左翼的なことばと愛国的なことばを文学史上の用語に置き換えると「自然主義」と「ロマン主義」になる。柳田の民俗学自然主義的な側面をもつ。

近代社会では個人が自分たちの社会について観察して記録して考えることが必要である。そのような技術をひとりひとりがもたねばならない。柳田は民俗学をそのためのツールとして構想してゐた。

次の箇所に強く共感。見事な整理だと思う。

 つまり冒頭で申し上げた、「サヨク」の本来のあるべき姿は「公民の民俗学」であり、ネトウヨや「愛国」という心情はあくまでも「ロマン主義文学」によって追求されるべき心情である、ということです。いくら日本人として国を愛した気になったり、LINE や Twitter でつながった気になったところで、外交問題も福島の復興も解決しないよ、ということにさすがに三・一一から現在に至る流れの中で実感した人が相応にいるはずです。

「私であることの不安」の「私」を「日本」に一挙につなげるセカイ系ロマン主義です。「不安な「私」」と「日本」がシンクロすると、すると「私である不安」を脅かす存在に近隣の国が見えてきます。その不安を解消する政策は「軍拡」(と、いい加減はっきり言えばいいのです)しかありません。「私」と「日本」を一体化させ、日本人として「誇り」を持ったところで、原発もアジアの外交も社会格差も年金問題も食糧政策も解決しないのに、それをすり替えてやり過ごしているのがこの国の現状です。

 ロマン主義では社会問題は解決しません。 109頁

ロマン主義で社会問題は解決できない。「物を考える」スキルを身につけ、公共性や社会をになう責任主体にひとりひとりがならねばならない。

 もう一度、ここで確認しますが、柳田の言う「公民」とは選挙を介して「社会」の問題を解決していく有権者のことをいいます。そのためには「選挙群」ではなく「選挙民」という「個人」を育てることが重要です。「公」という多数派や空気に個人の考えを放棄して従う、つまり「滅私奉公」するのが「公民」だと考えがちです。しかし、柳田は「公」という公共性や社会をつくる責任主体が「公民」です。このような「公民」に滅私奉公で従えるのは「公僕」、つまりパブリックサーバントとしての「公務員」(政治家や官僚)です。現在はここが全くもって混乱しているわけです。

 しかしこの後もこの国ではずっと現在に至るまで「選挙する個人」でなく、右翼も左翼も宗教団体も選挙組織しか作ってこなかったし、こういう組織に属さない人間が、では自分で考えて投票するかといえば常に何かのブーム、「空気」に流され行ったり来たりです。 230-231頁

大塚さんは「web というインフラが整った今が「近代」をこの国がやり直す最後のチャンスだ」と考えてゐる。

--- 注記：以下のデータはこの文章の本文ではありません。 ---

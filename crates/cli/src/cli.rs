//! CLI argument definitions using clap.

use clap::{Parser, Subcommand, ValueEnum};
use std::path::{Path, PathBuf};

/// Timed Batch - drive a debounced batching block with a synthetic workload
#[derive(Parser, Debug)]
#[command(
    name = "timed-batch",
    author,
    version,
    about = "Debounced, size-capped batching of concurrent work items",
    long_about = "Submits synthetic records from many concurrent callers into a timed batch block.\n\n\
                  Batches flush when they reach the batch size or after the inactivity \n\
                  timeout; each caller waits until its batch is handled or its own \n\
                  thread timeout elapses."
)]
pub struct Cli {
    /// Increase logging verbosity (-v for debug, -vv for trace)
    #[arg(short, long, action = clap::ArgAction::Count, global = true, env = "TIMED_BATCH_VERBOSE")]
    pub verbose: u8,

    /// Suppress all output except warnings and errors
    #[arg(short, long, global = true, conflicts_with = "verbose")]
    pub quiet: bool,

    /// Log output format
    #[arg(
        long,
        value_enum,
        default_value = "pretty",
        global = true,
        env = "TIMED_BATCH_LOG_FORMAT"
    )]
    pub log_format: LogFormat,

    #[command(subcommand)]
    pub command: Commands,
}

/// Available CLI commands
#[derive(Subcommand, Debug)]
pub enum Commands {
    /// Run a synthetic workload through a batch block
    Run(RunArgs),

    /// Validate configuration file without running
    Validate(ValidateArgs),
}

/// Arguments for the `run` command
#[derive(Parser, Debug, Clone)]
pub struct RunArgs {
    /// Path to configuration file (TOML or JSON); defaults are used when absent
    #[arg(short, long, env = "TIMED_BATCH_CONFIG")]
    pub config: Option<PathBuf>,

    /// Number of records to submit
    #[arg(long, default_value = "95", env = "TIMED_BATCH_ITEMS")]
    pub items: u64,

    /// Override batch size from configuration
    #[arg(long)]
    pub batch_size: Option<usize>,

    /// Override inactivity timeout (ms) from configuration
    #[arg(long)]
    pub batch_timeout_ms: Option<u64>,

    /// Override per-item thread timeout (ms) from configuration
    #[arg(long)]
    pub thread_timeout_ms: Option<u64>,

    /// Override number of batches handled concurrently
    #[arg(long)]
    pub max_in_flight: Option<usize>,

    /// Delay between two submissions in milliseconds
    #[arg(long, default_value = "0")]
    pub spacing_ms: u64,

    /// Simulated handler latency per batch in milliseconds
    #[arg(long, default_value = "1")]
    pub handler_latency_ms: u64,

    /// Probability that the handler fails a batch (0.0 - 1.0)
    #[arg(long, default_value = "0.0", value_parser = parse_probability)]
    pub failure_rate: f64,

    /// Validate configuration and exit without running
    #[arg(long)]
    pub dry_run: bool,

    /// Metrics server port (0 = use configuration / disabled)
    #[arg(long, default_value = "0", env = "TIMED_BATCH_METRICS_PORT")]
    pub metrics_port: u16,
}

/// Arguments for the `validate` command
#[derive(Parser, Debug)]
pub struct ValidateArgs {
    /// Path to configuration file to validate
    #[arg(short, long, default_value = "batch.toml")]
    pub config: PathBuf,

    /// Output validation result as JSON
    #[arg(long)]
    pub json: bool,
}

/// Log output format
#[derive(ValueEnum, Clone, Copy, Debug, Default)]
pub enum LogFormat {
    /// JSON structured logging
    Json,
    /// Human-readable pretty format
    #[default]
    Pretty,
    /// Compact single-line format
    Compact,
}

impl From<LogFormat> for observability::LogFormat {
    fn from(format: LogFormat) -> Self {
        match format {
            LogFormat::Json => observability::LogFormat::Json,
            LogFormat::Pretty => observability::LogFormat::Pretty,
            LogFormat::Compact => observability::LogFormat::Compact,
        }
    }
}

fn parse_probability(raw: &str) -> Result<f64, String> {
    let value: f64 = raw
        .parse()
        .map_err(|e| format!("'{raw}' is not a number: {e}"))?;
    if (0.0..=1.0).contains(&value) {
        Ok(value)
    } else {
        Err(format!("{value} is not within 0.0..=1.0"))
    }
}

impl Cli {
    /// Configuration file named by the selected command, if any
    pub fn config_path(&self) -> Option<&Path> {
        match &self.command {
            Commands::Run(args) => args.config.as_deref(),
            Commands::Validate(args) => Some(args.config.as_path()),
        }
    }
}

まったくその通りで、ぼくたちがちゃんと「個人」になって「社会」をつくらないと社会問題は絶対に解決しないだろうと、理屈では納得する。けれども、このような「イラつかせる」左翼的なことばが日本人にまったく響かなくなってゐるのも事実である。

言論界を見てゐても、最近は、日本人が「個人」になれず「空気」に流されてしまう性質を変えることはできないので、それを前提としたうえで民主制の弱点を補完できるような仕組を考えるべきという議論が目立つような気がする。エリート主義を復活させるとか、テクノロジーにより大衆の智恵をひろいあげるとか。

どうしたもんでしょう。たしかなことは、制度をどういぢくっても、公共性や社会をつくる責任主体たることを諦めた国民ばかりではうまくいくはずがないということ。

というわけで、わたくしは大塚さん編の「柳田國男民主主義論集」を読む本リストに入れたのであります。